### Task description
The response should be a faithful copy of every record, with nothing left out.

### The data

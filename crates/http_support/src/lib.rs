use reqwest::StatusCode;
use serde_json::Value;
use std::error::Error;

#[cfg(feature = "testing")]
pub mod testing;

/// Joins an error with its sources so the root cause (refused, timed out,
/// dns) is visible in one line. Causes already quoted by an outer message are
/// skipped.
pub fn error_chain(err: &dyn Error) -> String {
    let mut message = err.to_string();
    let mut source = err.source();
    while let Some(cause) = source {
        let text = cause.to_string();
        if !message.contains(&text) {
            message.push_str(": ");
            message.push_str(&text);
        }
        source = cause.source();
    }
    message
}

/// Detail for a non-success response: the compact JSON error body when there
/// is one, otherwise the reason phrase.
pub fn status_detail(status: StatusCode, body: &str) -> String {
    match serde_json::from_str::<Value>(body) {
        Ok(json) => json.to_string(),
        Err(_) => status
            .canonical_reason()
            .unwrap_or("Unknown status")
            .to_string(),
    }
}

#[cfg(test)]
mod tests {
    use super::*;
    use std::fmt;

    #[derive(Debug)]
    struct Layer {
        text: &'static str,
        source: Option<Box<Layer>>,
    }

    impl fmt::Display for Layer {
        fn fmt(&self, f: &mut fmt::Formatter) -> fmt::Result {
            write!(f, "{}", self.text)
        }
    }

    impl Error for Layer {
        fn source(&self) -> Option<&(dyn Error + 'static)> {
            self.source.as_deref().map(|s| s as &(dyn Error + 'static))
        }
    }

    #[test]
    fn error_chain_pass_appends_causes() {
        let err = Layer {
            text: "error sending request",
            source: Some(Box::new(Layer {
                text: "connection refused",
                source: None,
            })),
        };
        assert_eq!(error_chain(&err), "error sending request: connection refused");
    }

    #[test]
    fn error_chain_pass_skips_repeated_cause() {
        let err = Layer {
            text: "client error (Connect): connection refused",
            source: Some(Box::new(Layer {
                text: "connection refused",
                source: None,
            })),
        };
        assert_eq!(error_chain(&err), "client error (Connect): connection refused");
    }

    #[test]
    fn status_detail_pass_json_body() {
        let detail = status_detail(StatusCode::BAD_REQUEST, r#"{"code":-1121,"msg":"Invalid symbol."}"#);
        assert_eq!(detail, r#"{"code":-1121,"msg":"Invalid symbol."}"#);
    }

    #[test]
    fn status_detail_pass_reason_fallback() {
        let detail = status_detail(StatusCode::BAD_GATEWAY, "<html>oops</html>");
        assert_eq!(detail, "Bad Gateway");
    }
}
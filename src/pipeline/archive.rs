//! Archival: the terminal rename of a document out of the input directory.
//!
//! A single `rename` keeps the document visible in exactly one place at any
//! instant. When the destination already holds a file of the same name the
//! document is renamed to the first free `{stem}_{n}.{ext}` instead; an
//! existing archive entry is never overwritten.

use crate::config::WatchConfig;
use crate::error::MoveError;
use crate::output::Outcome;
use std::path::{Path, PathBuf};

/// Move `source` into the processed or error directory.
///
/// Returns the final archive path.
pub fn archive(source: &Path, outcome: Outcome, config: &WatchConfig) -> Result<PathBuf, MoveError> {
    let dir = match outcome {
        Outcome::Processed => &config.processed_dir,
        Outcome::Error => &config.error_dir,
    };
    move_into(source, dir)
}

/// Rename `source` into `dir`, choosing a free name on collision.
pub fn move_into(source: &Path, dir: &Path) -> Result<PathBuf, MoveError> {
    let name = source.file_name().ok_or_else(|| MoveError::NoFileName {
        path: source.to_path_buf(),
    })?;
    let dest = free_destination(&dir.join(name));

    std::fs::rename(source, &dest).map_err(|e| MoveError::Rename {
        from: source.to_path_buf(),
        to: dest.clone(),
        source: e,
    })?;
    Ok(dest)
}

/// `dest` itself if unused, otherwise `{stem}_1.{ext}`, `{stem}_2.{ext}`, …
fn free_destination(dest: &Path) -> PathBuf {
    if !dest.exists() {
        return dest.to_path_buf();
    }

    let stem = dest
        .file_stem()
        .map(|s| s.to_string_lossy().into_owned())
        .unwrap_or_default();
    let ext = dest
        .extension()
        .map(|e| format!(".{}", e.to_string_lossy()))
        .unwrap_or_default();

    (1..)
        .map(|n| dest.with_file_name(format!("{stem}_{n}{ext}")))
        .find(|candidate| !candidate.exists())
        .unwrap_or_else(|| dest.to_path_buf())
}
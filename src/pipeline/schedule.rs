//! Fan-out: one [`PageTask`] per page, all submitted to the pool at once.

use crate::output::{Job, PageResult, PageTask};
use crate::pipeline::pool::WorkerPool;
use std::path::Path;
use tracing::info;

/// Build exactly `page_count` tasks covering pages `0..page_count`.
pub fn build_tasks(job: &Job, page_count: usize, output_dir: &Path) -> Vec<PageTask> {
    (0..page_count)
        .map(|page_index| PageTask {
            source: job.source.clone(),
            page_index,
            output_dir: output_dir.to_path_buf(),
            filename: job.filename.clone(),
        })
        .collect()
}

/// Submit the whole batch and wait until every task has a result.
pub async fn dispatch(tasks: Vec<PageTask>, pool: &WorkerPool) -> Vec<PageResult> {
    info!(
        "Starting parallel processing of {} pages on {} workers...",
        tasks.len(),
        pool.workers()
    );
    pool.run(tasks).await
}

#[cfg(test)]
mod tests {
    use super::*;

    #[test]
    fn one_task_per_page_contiguous() {
        let job = Job::new("in/book.pdf");
        let tasks = build_tasks(&job, 4, Path::new("out"));
        let indices: Vec<usize> = tasks.iter().map(|t| t.page_index).collect();
        assert_eq!(indices, vec![0, 1, 2, 3]);
        assert!(tasks.iter().all(|t| t.filename == "book.pdf"));
        assert!(tasks.iter().all(|t| t.output_dir == Path::new("out")));
    }

    #[test]
    fn zero_pages_zero_tasks() {
        let job = Job::new("in/empty.pdf");
        assert!(build_tasks(&job, 0, Path::new("out")).is_empty());
    }
}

### Written solution
filename crates/http_support/src/lib.rs
use reqwest::StatusCode;
use serde_json::Value;
use std::error::Error;

#[cfg(feature = "testing")]
pub mod testing;

/// Joins an error with its sources so the root cause (refused, timed out,
/// dns) is visible in one line. Causes already quoted by an outer message are
/// skipped.
pub fn error_chain(err: &dyn Error) -> String {
    let mut message = err.to_string();
    let mut source = err.source();
    while let Some(cause) = source {
        let text = cause.to_string();
        if !message.contains(&text) {
            message.push_str(": ");
            message.push_str(&text);
        }
        source = cause.source();
    }
    message
}

/// Detail for a non-success response: the compact JSON error body when there
/// is one, otherwise the reason phrase.
pub fn status_detail(status: StatusCode, body: &str) -> String {
    match serde_json::from_str::<Value>(body) {
        Ok(json) => json.to_string(),
        Err(_) => status
            .canonical_reason()
            .unwrap_or("Unknown status")
            .to_string(),
    }
}

#[cfg(test)]
mod tests {
    use super::*;
    use std::fmt;

    #[derive(Debug)]
    struct Layer {
        text: &'static str,
        source: Option<Box<Layer>>,
    }

    impl fmt::Display for Layer {
        fn fmt(&self, f: &mut fmt::Formatter) -> fmt::Result {
            write!(f, "{}", self.text)
        }
    }

    impl Error for Layer {
        fn source(&self) -> Option<&(dyn Error + 'static)> {
            self.source.as_deref().map(|s| s as &(dyn Error + 'static))
        }
    }

    #[test]
    fn error_chain_pass_appends_causes() {
        let err = Layer {
            text: "error sending request",
            source: Some(Box::new(Layer {
                text: "connection refused",
                source: None,
            })),
        };
        assert_eq!(error_chain(&err), "error sending request: connection refused");
    }

    #[test]
    fn error_chain_pass_skips_repeated_cause() {
        let err = Layer {
            text: "client error (Connect): connection refused",
            source: Some(Box::new(Layer {
                text: "connection refused",
                source: None,
            })),
        };
        assert_eq!(error_chain(&err), "client error (Connect): connection refused");
    }

    #[test]
    fn status_detail_pass_json_body() {
        let detail = status_detail(StatusCode::BAD_REQUEST, r#"{"code":-1121,"msg":"Invalid symbol."}"#);
        assert_eq!(detail, r#"{"code":-1121,"msg":"Invalid symbol."}"#);
    }

    #[test]
    fn status_detail_pass_reason_fallback() {
        let detail = status_detail(StatusCode::BAD_GATEWAY, "<html>oops</html>");
        assert_eq!(detail, "Bad Gateway");
    }
}
filename src/pipeline/archive.rs
//! Archival: the terminal rename of a document out of the input directory.
//!
//! A single `rename` keeps the document visible in exactly one place at any
//! instant. When the destination already holds a file of the same name the
//! document is renamed to the first free `{stem}_{n}.{ext}` instead; an
//! existing archive entry is never overwritten.

use crate::config::WatchConfig;
use crate::error::MoveError;
use crate::output::Outcome;
use std::path::{Path, PathBuf};

/// Move `source` into the processed or error directory.
///
/// Returns the final archive path.
pub fn archive(source: &Path, outcome: Outcome, config: &WatchConfig) -> Result<PathBuf, MoveError> {
    let dir = match outcome {
        Outcome::Processed => &config.processed_dir,
        Outcome::Error => &config.error_dir,
    };
    move_into(source, dir)
}

/// Rename `source` into `dir`, choosing a free name on collision.
pub fn move_into(source: &Path, dir: &Path) -> Result<PathBuf, MoveError> {
    let name = source.file_name().ok_or_else(|| MoveError::NoFileName {
        path: source.to_path_buf(),
    })?;
    let dest = free_destination(&dir.join(name));

    std::fs::rename(source, &dest).map_err(|e| MoveError::Rename {
        from: source.to_path_buf(),
        to: dest.clone(),
        source: e,
    })?;
    Ok(dest)
}

/// `dest` itself if unused, otherwise `{stem}_1.{ext}`, `{stem}_2.{ext}`, …
fn free_destination(dest: &Path) -> PathBuf {
    if !dest.exists() {
        return dest.to_path_buf();
    }

    let stem = dest
        .file_stem()
        .map(|s| s.to_string_lossy().into_owned())
        .unwrap_or_default();
    let ext = dest
        .extension()
        .map(|e| format!(".{}", e.to_string_lossy()))
        .unwrap_or_default();

    (1..)
        .map(|n| dest.with_file_name(format!("{stem}_{n}{ext}")))
        .find(|candidate| !candidate.exists())
        .unwrap_or_else(|| dest.to_path_buf())
}
filename src/pipeline/schedule.rs
//! Fan-out: one [`PageTask`] per page, all submitted to the pool at once.

use crate::output::{Job, PageResult, PageTask};
use crate::pipeline::pool::WorkerPool;
use std::path::Path;
use tracing::info;

/// Build exactly `page_count` tasks covering pages `0..page_count`.
pub fn build_tasks(job: &Job, page_count: usize, output_dir: &Path) -> Vec<PageTask> {
    (0..page_count)
        .map(|page_index| PageTask {
            source: job.source.clone(),
            page_index,
            output_dir: output_dir.to_path_buf(),
            filename: job.filename.clone(),
        })
        .collect()
}

/// Submit the whole batch and wait until every task has a result.
pub async fn dispatch(tasks: Vec<PageTask>, pool: &WorkerPool) -> Vec<PageResult> {
    info!(
        "Starting parallel processing of {} pages on {} workers...",
        tasks.len(),
        pool.workers()
    );
    pool.run(tasks).await
}

#[cfg(test)]
mod tests {
    use super::*;

    #[test]
    fn one_task_per_page_contiguous() {
        let job = Job::new("in/book.pdf");
        let tasks = build_tasks(&job, 4, Path::new("out"));
        let indices: Vec<usize> = tasks.iter().map(|t| t.page_index).collect();
        assert_eq!(indices, vec![0, 1, 2, 3]);
        assert!(tasks.iter().all(|t| t.filename == "book.pdf"));
        assert!(tasks.iter().all(|t| t.output_dir == Path::new("out")));
    }

    #[test]
    fn zero_pages_zero_tasks() {
        let job = Job::new("in/empty.pdf");
        assert!(build_tasks(&job, 0, Path::new("out")).is_empty());
    }
}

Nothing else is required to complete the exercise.